Regarding the listening experience, there are differences in relation to how musicians are taught and learned. For example, for Jazz musicians, they typically learn and perform music by using the ear and they are taught by ear training programme at Jazz school, in contrast, Classic musicians are less focused on learning by the ear. (Suzuki method teaches music by ear in the early years of childhood)

He applied the new fast musical multi-feature MMN paradigm with classical musicians, jazz musicians, band musicians and non-musicians with 6 types of acoustic changes: pitch, mistuning, intensity, timbre, sound-source location, and rhythm in the same sound sequence for 15 minutes. They obtained larger overall MMN amplitude in Jazz musicians as compared with all other types of musicians across six different sound features. This indicates a greater overall sensitivity to sound changes in Jazz musicians as compared to others. Especially, sliding to tones is a typical feature in improvisational music such as Jazz music as opposed to Classical music. When interpreting these results, it should be kept in mind that jazz musicians score higher in musical aptitude tests than rock musicians and non-musicians, especially with regards to tonal abilities.

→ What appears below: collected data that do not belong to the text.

//! Engine configuration
//!
//! # Environment variables
//!
//! Every knob can be overridden via environment variable:
//!
//! | Variable | Default | Meaning |
//! |----------|---------|---------|
//! | WORK_DIR | /var/lib/till | working directory (database, logs) |
//! | BUS_CAPACITY | 4096 | change-bus broadcast channel capacity |
//! | DRAFT_IDLE_MS | 1800000 | idle window before a draft is auto-discarded (30 min) |
//! | SESSION_IDLE_MS | 14400000 | idle window before an open session is abandoned (4 h) |
//! | SWEEP_INTERVAL_MS | 60000 | background sweep period (1 min) |

use std::path::PathBuf;

/// Engine configuration
#[derive(Debug, Clone)]
pub struct EngineConfig {
    /// Working directory; the redb database lives at `<work_dir>/staging.redb`
    pub work_dir: String,
    /// Change-bus broadcast channel capacity
    pub bus_capacity: usize,
    /// Drafts idle longer than this are eligible for automatic discard
    pub draft_idle_ms: i64,
    /// Open sessions idle longer than this transition to abandoned
    pub session_idle_ms: i64,
    /// Background sweep period
    pub sweep_interval_ms: u64,
}

impl EngineConfig {
    /// Load configuration from environment variables, falling back to defaults
    pub fn from_env() -> Self {
        Self {
            work_dir: std::env::var("WORK_DIR").unwrap_or_else(|_| "/var/lib/till".into()),
            bus_capacity: std::env::var("BUS_CAPACITY")
                .ok()
                .and_then(|v| v.parse().ok())
                .unwrap_or(4096),
            draft_idle_ms: std::env::var("DRAFT_IDLE_MS")
                .ok()
                .and_then(|v| v.parse().ok())
                .unwrap_or(30 * 60 * 1000),
            session_idle_ms: std::env::var("SESSION_IDLE_MS")
                .ok()
                .and_then(|v| v.parse().ok())
                .unwrap_or(4 * 60 * 60 * 1000),
            sweep_interval_ms: std::env::var("SWEEP_INTERVAL_MS")
                .ok()
                .and_then(|v| v.parse().ok())
                .unwrap_or(60_000),
        }
    }

    /// Path of the engine database file
    pub fn db_path(&self) -> PathBuf {
        PathBuf::from(&self.work_dir).join("staging.redb")
    }

    /// Override the working directory (common in tests)
    pub fn with_work_dir(mut self, work_dir: impl Into<String>) -> Self {
        self.work_dir = work_dir.into();
        self
    }
}

impl Default for EngineConfig {
    fn default() -> Self {
        Self::from_env()
    }
}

He points out few interesting implications and applications of this study. First, the MMNs obtained in relation to the auditory deviants in our musical multi-feature paradigm shows that it is possible to develop highly controlled brain measuring paradigms which still resembles “real” music. “We may be able to track brain measures (MMN) involved in survival-related attentional processing during ‘real’ music listening, and thereby study other important aspects of music.” Secondly, this paradigm provides an ecological method of comparing MMNs in musicians from different musical genres and this is important because musical complexity, in many instances, is crucial in order to detect fine-grained auditory processing differences between participants from various musical backgrounds. Lastly, it may find usage in clinical studies, where it may be used to identify the cognitive limitations related to musical processing.

3. Reflections

I was very thrilled to know about the concept and purpose of Mismatch negativity (MMN) and it was interesting to see the differences in sound-related brain activity among different types of musicians. I was surprised that Jazz musicians scored higher in musical aptitude and obtained larger overall MMN amplitude than others since I expected Classic musicians would score higher than others. Vuust mentioned, “Jazz music in its modern form is characterized by complex chord changes, rich harmonies and challenging rhythmic structures such as polyrhythms that place great demands on listeners’ and performers’ theoretical and ear training skills”, as if classic musicians are not trained as much. I do not agree fully with his point because there are many classic musicians who have very well-trained ear and improvisation skills. Furthermore, we can see all of complex chord changes, rich harmonies and challenging rhythmic structure in many classic pieces since baroque to contemporary music. Also, for Rock musicians, there are many musicians who can improvise and composed very well as much as Jazz musicians. Of course, the result of this study would be varied depending on who they chose but I am just wondering if all musicians have same level of musical skills.

Moreover, since this study is first to show differences in pre-attentive brain responses between musicians, it would be very interesting to see “multi-attribute ‘profiles’ of sound-discrimination abilities in single individuals” in further study if they can refine ERP method at the individual level like what they mentioned. Also, I strongly agree and support the idea that it may be helpful to those who have cognitive limitations related to musical processing.